(Items listed in a dataset)
=== Begin Enclosure ===
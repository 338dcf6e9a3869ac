//! Builder pattern for session configuration.
//!
//! Provides a fluent API for creating a validated [`SessionConfig`].
//!
//! # Example
//!
//! ```
//! use device_link::{ReconnectPolicy, SessionConfig};
//! use std::time::Duration;
//!
//! # fn example() -> device_link::Result<()> {
//! let config = SessionConfig::builder()
//!     .endpoint("ws://127.0.0.1:9000/ws")
//!     .reconnect(ReconnectPolicy::exponential(
//!         Duration::from_secs(1),
//!         Duration::from_secs(30),
//!     ))
//!     .build()?;
//! # Ok(())
//! # }
//! ```

// ============================================================================
// Imports
// ============================================================================

use std::time::Duration;

use url::Url;

use crate::error::{Error, Result};

use super::{ReconnectPolicy, SessionConfig};

// ============================================================================
// SessionConfigBuilder
// ============================================================================

/// Builder for configuring a [`SessionConfig`].
///
/// Use [`SessionConfig::builder()`] to create a new builder.
#[derive(Debug, Default, Clone)]
pub struct SessionConfigBuilder {
    /// Host the application was served from.
    host: Option<String>,
    /// Explicit endpoint URL.
    endpoint: Option<String>,
    settle_delay: Option<Duration>,
    reconnect: Option<ReconnectPolicy>,
    max_send_retries: Option<u32>,
    send_retry_delay: Option<Duration>,
    response_timeout: Option<Duration>,
    remote_error_cooldown: Option<Duration>,
    connection_closed_cooldown: Option<Duration>,
    notification_duration: Option<Duration>,
}

// ============================================================================
// SessionConfigBuilder Implementation
// ============================================================================

impl SessionConfigBuilder {
    /// Creates a new builder with no configuration.
    #[inline]
    #[must_use]
    pub fn new() -> Self {
        Self::default()
    }

    /// Derives the endpoint from a host (`wss://{host}/ws`).
    #[inline]
    #[must_use]
    pub fn host(mut self, host: impl Into<String>) -> Self {
        self.host = Some(host.into());
        self
    }

    /// Sets an explicit endpoint URL (`ws://` or `wss://`).
    #[inline]
    #[must_use]
    pub fn endpoint(mut self, endpoint: impl Into<String>) -> Self {
        self.endpoint = Some(endpoint.into());
        self
    }

    /// Sets the delay between `open` and readiness.
    #[inline]
    #[must_use]
    pub fn settle_delay(mut self, delay: Duration) -> Self {
        self.settle_delay = Some(delay);
        self
    }

    /// Sets the reconnect policy.
    #[inline]
    #[must_use]
    pub fn reconnect(mut self, policy: ReconnectPolicy) -> Self {
        self.reconnect = Some(policy);
        self
    }

    /// Sets the retries after the first failed write.
    #[inline]
    #[must_use]
    pub fn max_send_retries(mut self, retries: u32) -> Self {
        self.max_send_retries = Some(retries);
        self
    }

    /// Sets the delay between send retries.
    #[inline]
    #[must_use]
    pub fn send_retry_delay(mut self, delay: Duration) -> Self {
        self.send_retry_delay = Some(delay);
        self
    }

    /// Sets the default deadline for awaited replies.
    #[inline]
    #[must_use]
    pub fn response_timeout(mut self, timeout: Duration) -> Self {
        self.response_timeout = Some(timeout);
        self
    }

    /// Sets the remote-error notification cooldown.
    #[inline]
    #[must_use]
    pub fn remote_error_cooldown(mut self, cooldown: Duration) -> Self {
        self.remote_error_cooldown = Some(cooldown);
        self
    }

    /// Sets the connection-closed notification cooldown.
    #[inline]
    #[must_use]
    pub fn connection_closed_cooldown(mut self, cooldown: Duration) -> Self {
        self.connection_closed_cooldown = Some(cooldown);
        self
    }

    /// Sets the default notification display duration.
    #[inline]
    #[must_use]
    pub fn notification_duration(mut self, duration: Duration) -> Self {
        self.notification_duration = Some(duration);
        self
    }

    /// Builds the configuration with validation.
    ///
    /// # Errors
    ///
    /// - [`Error::Config`] if neither or both of host and endpoint are set
    /// - [`Error::Config`] if the endpoint scheme is not `ws` or `wss`
    /// - [`Error::InvalidEndpoint`] if the endpoint cannot be parsed
    pub fn build(self) -> Result<SessionConfig> {
        let endpoint = self.validate_endpoint()?;
        let mut config = SessionConfig::new(endpoint);

        if let Some(delay) = self.settle_delay {
            config.settle_delay = delay;
        }
        if let Some(policy) = self.reconnect {
            config.reconnect = policy;
        }
        if let Some(retries) = self.max_send_retries {
            config.max_send_retries = retries;
        }
        if let Some(delay) = self.send_retry_delay {
            config.send_retry_delay = delay;
        }
        if let Some(cooldown) = self.remote_error_cooldown {
            config.remote_error_cooldown = cooldown;
        }
        if let Some(cooldown) = self.connection_closed_cooldown {
            config.connection_closed_cooldown = cooldown;
        }
        if let Some(duration) = self.notification_duration {
            config.notification_duration = duration;
        }
        config.response_timeout = self.response_timeout;

        Ok(config)
    }
}

// ============================================================================
// Validation
// ============================================================================

impl SessionConfigBuilder {
    /// Resolves the endpoint from host or explicit URL.
    fn validate_endpoint(&self) -> Result<Url> {
        let url = match (&self.host, &self.endpoint) {
            (Some(host), None) => SessionConfig::endpoint_for_host(host)?,
            (None, Some(endpoint)) => Url::parse(endpoint)?,
            (Some(_), Some(_)) => {
                return Err(Error::config(
                    "Set either .host() or .endpoint(), not both.",
                ));
            }
            (None, None) => {
                return Err(Error::config(
                    "Device endpoint is required. Use .host() or .endpoint() to set it.\n\
                     Example: SessionConfig::builder().host(\"raspberrypi.local\")",
                ));
            }
        };

        match url.scheme() {
            "ws" | "wss" => Ok(url),
            other => Err(Error::config(format!(
                "Endpoint scheme must be ws or wss, got: {other}"
            ))),
        }
    }
}

// ============================================================================
// Tests
// ============================================================================
//! Tests for time travel through the move history.

use strictly_timetravel::{Board, GameEngine, GameError, GameStatus, Player, Position};

fn sample_game() -> GameEngine {
    GameEngine::from_positions(&[
        Position::Center,
        Position::TopLeft,
        Position::BottomRight,
        Position::TopRight,
    ])
    .expect("Valid game")
}

#[test]
fn test_replay_to_start_resets() {
    let mut engine = sample_game();

    let status = engine.replay(0).unwrap();

    assert_eq!(status, GameStatus::InProgress);
    assert_eq!(engine.board(), &Board::new());
    assert_eq!(engine.to_move(), Player::X);
    assert_eq!(engine.selected(), None);
    assert_eq!(engine.history().len(), 1);
}

#[test]
fn test_replay_sets_turn_from_snapshot_move() {
    let mut engine = sample_game();

    engine.replay(1).unwrap();
    assert_eq!(engine.to_move(), Player::O);
    assert_eq!(engine.selected(), Some(Position::Center));
    assert_eq!(engine.status_text(), "Next player: O");
}

#[test]
fn test_replay_twice_is_idempotent() {
    let mut engine = sample_game();

    engine.replay(2).unwrap();
    let once = engine.clone();
    engine.replay(2).unwrap();

    assert_eq!(engine, once);
}

#[test]
fn test_replay_out_of_range() {
    let mut engine = sample_game();
    assert_eq!(
        engine.replay(5),
        Err(GameError::IndexOutOfRange { index: 5, len: 5 })
    );
    assert_eq!(engine.history().len(), 5);
}

#[test]
fn test_play_after_replay_branches() {
    let mut engine = sample_game();

    engine.replay(1).unwrap();
    engine.play(2, 0).unwrap();

    assert_eq!(engine.history().len(), 3);
    let descriptions: Vec<String> = engine.moves().iter().map(|e| e.description()).collect();
    assert_eq!(
        descriptions,
        vec![
            "Go to game start".to_string(),
            "Go to move #1 X - (1,1)".to_string(),
            "Go to move #2 O - (0,2)".to_string(),
        ]
    );
    // The discarded branch's squares are free again
    assert!(engine.board().is_empty(Position::TopLeft));
}

#[test]
fn test_replay_into_won_position_restores_win() {
    let mut engine = GameEngine::from_positions(&[
        Position::TopLeft,
        Position::Center,
        Position::TopCenter,
        Position::BottomLeft,
        Position::TopRight,
    ])
    .unwrap();

    engine.replay(5).unwrap();
    assert_eq!(engine.status(), GameStatus::Won(Player::X));
    assert_eq!(engine.play(2, 2), Err(GameError::GameOver));

    engine.replay(4).unwrap();
    assert_eq!(engine.status(), GameStatus::InProgress);
    assert_eq!(engine.to_move(), Player::X);
    assert_eq!(engine.winning_line(), None);

    // A different branch from the same point
    assert_eq!(engine.play(2, 2).unwrap(), GameStatus::InProgress);
    assert_eq!(engine.to_move(), Player::O);
}

#[test]
fn test_replay_leaves_earlier_snapshots_untouched() {
    let mut engine = sample_game();
    let prefix: Vec<Board> = engine
        .history()
        .iter()
        .take(3)
        .map(|s| s.board().clone())
        .collect();

    engine.replay(2).unwrap();
    engine.play(0, 1).unwrap();

    for (index, board) in prefix.iter().enumerate() {
        assert_eq!(engine.history().get(index).unwrap().board(), board);
    }
}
=== End Enclosure ===
:: WHAT IS NEEDED ::
Show each line in the data where the string "None" appears.

:: RESULT ::
            (Some(host), None) => SessionConfig::endpoint_for_host(host)?,
            (None, Some(endpoint)) => Url::parse(endpoint)?,
            (None, None) => {
    assert_eq!(engine.selected(), None);
    assert_eq!(engine.winning_line(), None);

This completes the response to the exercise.